**Prompt**
Check each line of the entries below for the string "await"; copy every line where it appears.

**Record extracts**
►
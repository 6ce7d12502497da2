use tracing::instrument;

use super::{CreateWithAttachments, Resource, UpdateWithAttachments};
use crate::domain::{RecordId, SfaAssessment, StatusChangeRequest};
use crate::error::ApiResult;
use crate::services::{ApiClient, MessageResponse, MultipartPayload};

const PATH: &str = "/land_bank/sfa_data";

/// Site feasibility assessments of land banks.
#[derive(Clone, Copy)]
pub struct SfaAssessmentApi<'a> {
    resource: Resource<'a, SfaAssessment>,
}

impl<'a> SfaAssessmentApi<'a> {
    pub fn new(client: &'a ApiClient) -> Self {
        Self {
            resource: Resource::new(client, PATH),
        }
    }

    pub async fn list(&self) -> ApiResult<Vec<SfaAssessment>> {
        self.resource.list().await
    }

    pub async fn list_for_land_bank(&self, land_bank_id: RecordId) -> ApiResult<Vec<SfaAssessment>> {
        self.resource.list_by("land_bank", land_bank_id).await
    }

    pub async fn get(&self, id: RecordId) -> ApiResult<SfaAssessment> {
        self.resource.get(id).await
    }

    #[instrument(skip(self, payload), fields(parts = payload.len()))]
    pub async fn create(&self, payload: MultipartPayload) -> ApiResult<SfaAssessment> {
        self.resource.create_multipart(payload).await
    }

    #[instrument(skip(self, payload), fields(parts = payload.len()))]
    pub async fn update(&self, id: RecordId, payload: MultipartPayload) -> ApiResult<SfaAssessment> {
        self.resource.update_multipart(id, payload).await
    }

    #[instrument(skip(self))]
    pub async fn request_status(
        &self,
        id: RecordId,
        change: &StatusChangeRequest,
    ) -> ApiResult<MessageResponse> {
        self.resource.request_status(id, change).await
    }

    #[instrument(skip(self))]
    pub async fn delete(&self, id: RecordId) -> ApiResult<MessageResponse> {
        self.resource.delete(id).await
    }
}

impl CreateWithAttachments for SfaAssessmentApi<'_> {
    type Record = SfaAssessment;

    async fn create_with_attachments(&self, payload: MultipartPayload) -> ApiResult<SfaAssessment> {
        self.create(payload).await
    }
}

impl UpdateWithAttachments for SfaAssessmentApi<'_> {
    type Record = SfaAssessment;

    async fn update_with_attachments(
        &self,
        id: RecordId,
        payload: MultipartPayload,
    ) -> ApiResult<SfaAssessment> {
        self.update(id, payload).await
    }
}
use rust_decimal::Decimal;
use std::collections::BTreeMap;
use std::fmt;

/// Inline field messages, keyed by field name. Empty means valid.
#[derive(Debug, Clone, Default, PartialEq, Eq)]
pub struct ValidationErrors {
    errors: BTreeMap<String, String>,
}

impl ValidationErrors {
    pub fn new() -> Self {
        Self::default()
    }

    /// Record a message for a field. The first message for a field wins.
    pub fn add(&mut self, field: impl Into<String>, message: impl Into<String>) {
        self.errors.entry(field.into()).or_insert_with(|| message.into());
    }

    pub fn require_text(&mut self, field: &str, label: &str, value: &str) {
        if value.trim().is_empty() {
            self.add(field, format!("{} is required", label));
        }
    }

    pub fn require<T>(&mut self, field: &str, label: &str, value: &Option<T>) {
        if value.is_none() {
            self.add(field, format!("{} is required", label));
        }
    }

    pub fn require_positive(&mut self, field: &str, label: &str, value: &Option<Decimal>) {
        match value {
            None => self.add(field, format!("{} is required", label)),
            Some(v) if *v <= Decimal::ZERO => {
                self.add(field, format!("{} must be greater than zero", label))
            }
            Some(_) => {}
        }
    }

    pub fn check(&mut self, ok: bool, field: &str, message: &str) {
        if !ok {
            self.add(field, message);
        }
    }

    pub fn is_empty(&self) -> bool {
        self.errors.is_empty()
    }

    pub fn len(&self) -> usize {
        self.errors.len()
    }

    pub fn get(&self, field: &str) -> Option<&str> {
        self.errors.get(field).map(String::as_str)
    }

    pub fn iter(&self) -> impl Iterator<Item = (&str, &str)> {
        self.errors.iter().map(|(k, v)| (k.as_str(), v.as_str()))
    }

    pub fn into_result(self) -> Result<(), Self> {
        if self.is_empty() {
            Ok(())
        } else {
            Err(self)
        }
    }
}

impl fmt::Display for ValidationErrors {
    fn fmt(&self, f: &mut fmt::Formatter<'_>) -> fmt::Result {
        let mut first = true;
        for (field, message) in &self.errors {
            if !first {
                f.write_str("; ")?;
            }
            write!(f, "{}: {}", field, message)?;
            first = false;
        }
        Ok(())
    }
}

#[cfg(test)]
mod tests {
    use super::*;

    #[test]
    fn collects_first_message_per_field() {
        let mut errors = ValidationErrors::new();
        errors.require_text("land_name", "Land name", "   ");
        errors.add("land_name", "second message");
        errors.require_positive("total_area_acres", "Total area", &Some(Decimal::ZERO));
        errors.require::<i64>("location", "Location", &Some(3));

        assert_eq!(errors.len(), 2);
        assert_eq!(errors.get("land_name"), Some("Land name is required"));
        assert_eq!(
            errors.get("total_area_acres"),
            Some("Total area must be greater than zero")
        );
        assert_eq!(
            errors.to_string(),
            "land_name: Land name is required; total_area_acres: Total area must be greater than zero"
        );
    }
}
use serde::{Deserialize, Serialize};

use super::{Record, RecordId};
use crate::forms::{FormFields, ValidationErrors};
use crate::listing::Filterable;

/// Client (off-taker) details
#[derive(Debug, Clone, PartialEq, Eq, Serialize, Deserialize)]
pub struct ClientDetails {
    pub id: RecordId,
    pub client_name: String,
    #[serde(default)]
    pub contact_person: Option<String>,
    #[serde(default)]
    pub email: Option<String>,
    #[serde(default)]
    pub phone: Option<String>,
    #[serde(default)]
    pub address: Option<String>,
    #[serde(default)]
    pub gst_number: Option<String>,
}

#[derive(Debug, Clone, Default, PartialEq, Eq, Serialize)]
pub struct ClientFields {
    pub client_name: String,
    pub contact_person: String,
    pub email: String,
    pub phone: String,
    pub address: String,
    pub gst_number: String,
}

impl FormFields for ClientFields {
    fn validate(&self) -> ValidationErrors {
        let mut errors = ValidationErrors::new();
        errors.require_text("client_name", "Client name", &self.client_name);
        let email = self.email.trim();
        if !email.is_empty() {
            let well_formed = email
                .split_once('@')
                .map_or(false, |(user, domain)| !user.is_empty() && domain.contains('.'));
            errors.check(well_formed, "email", "Enter a valid email address");
        }
        let phone = self.phone.trim();
        if !phone.is_empty() {
            let digits = phone.chars().filter(char::is_ascii_digit).count();
            errors.check(
                (7..=15).contains(&digits),
                "phone",
                "Enter a valid phone number",
            );
        }
        errors
    }
}

impl From<&ClientDetails> for ClientFields {
    fn from(c: &ClientDetails) -> Self {
        Self {
            client_name: c.client_name.clone(),
            contact_person: c.contact_person.clone().unwrap_or_default(),
            email: c.email.clone().unwrap_or_default(),
            phone: c.phone.clone().unwrap_or_default(),
            address: c.address.clone().unwrap_or_default(),
            gst_number: c.gst_number.clone().unwrap_or_default(),
        }
    }
}

impl Record for ClientDetails {
    fn id(&self) -> RecordId {
        self.id
    }
}

impl Filterable for ClientDetails {
    fn filter_key(&self) -> &str {
        &self.client_name
    }
}

#[cfg(test)]
mod tests {
    use super::*;

    #[test]
    fn optional_contact_fields_are_checked_when_present() {
        let mut fields = ClientFields {
            client_name: "Greenfield Power".into(),
            ..Default::default()
        };
        assert!(fields.validate().is_empty());

        fields.email = "ops@greenfield".into();
        fields.phone = "12".into();
        let errors = fields.validate();
        assert!(errors.get("email").is_some());
        assert!(errors.get("phone").is_some());

        fields.email = "ops@greenfield.in".into();
        fields.phone = "+91 98765 43210".into();
        assert!(fields.validate().is_empty());
    }
}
◄
**Answer to this task**
        self.resource.list().await
        self.resource.list_by("land_bank", land_bank_id).await
        self.resource.get(id).await
        self.resource.create_multipart(payload).await
        self.resource.update_multipart(id, payload).await
        self.resource.request_status(id, change).await
        self.resource.delete(id).await
        self.create(payload).await
        self.update(id, payload).await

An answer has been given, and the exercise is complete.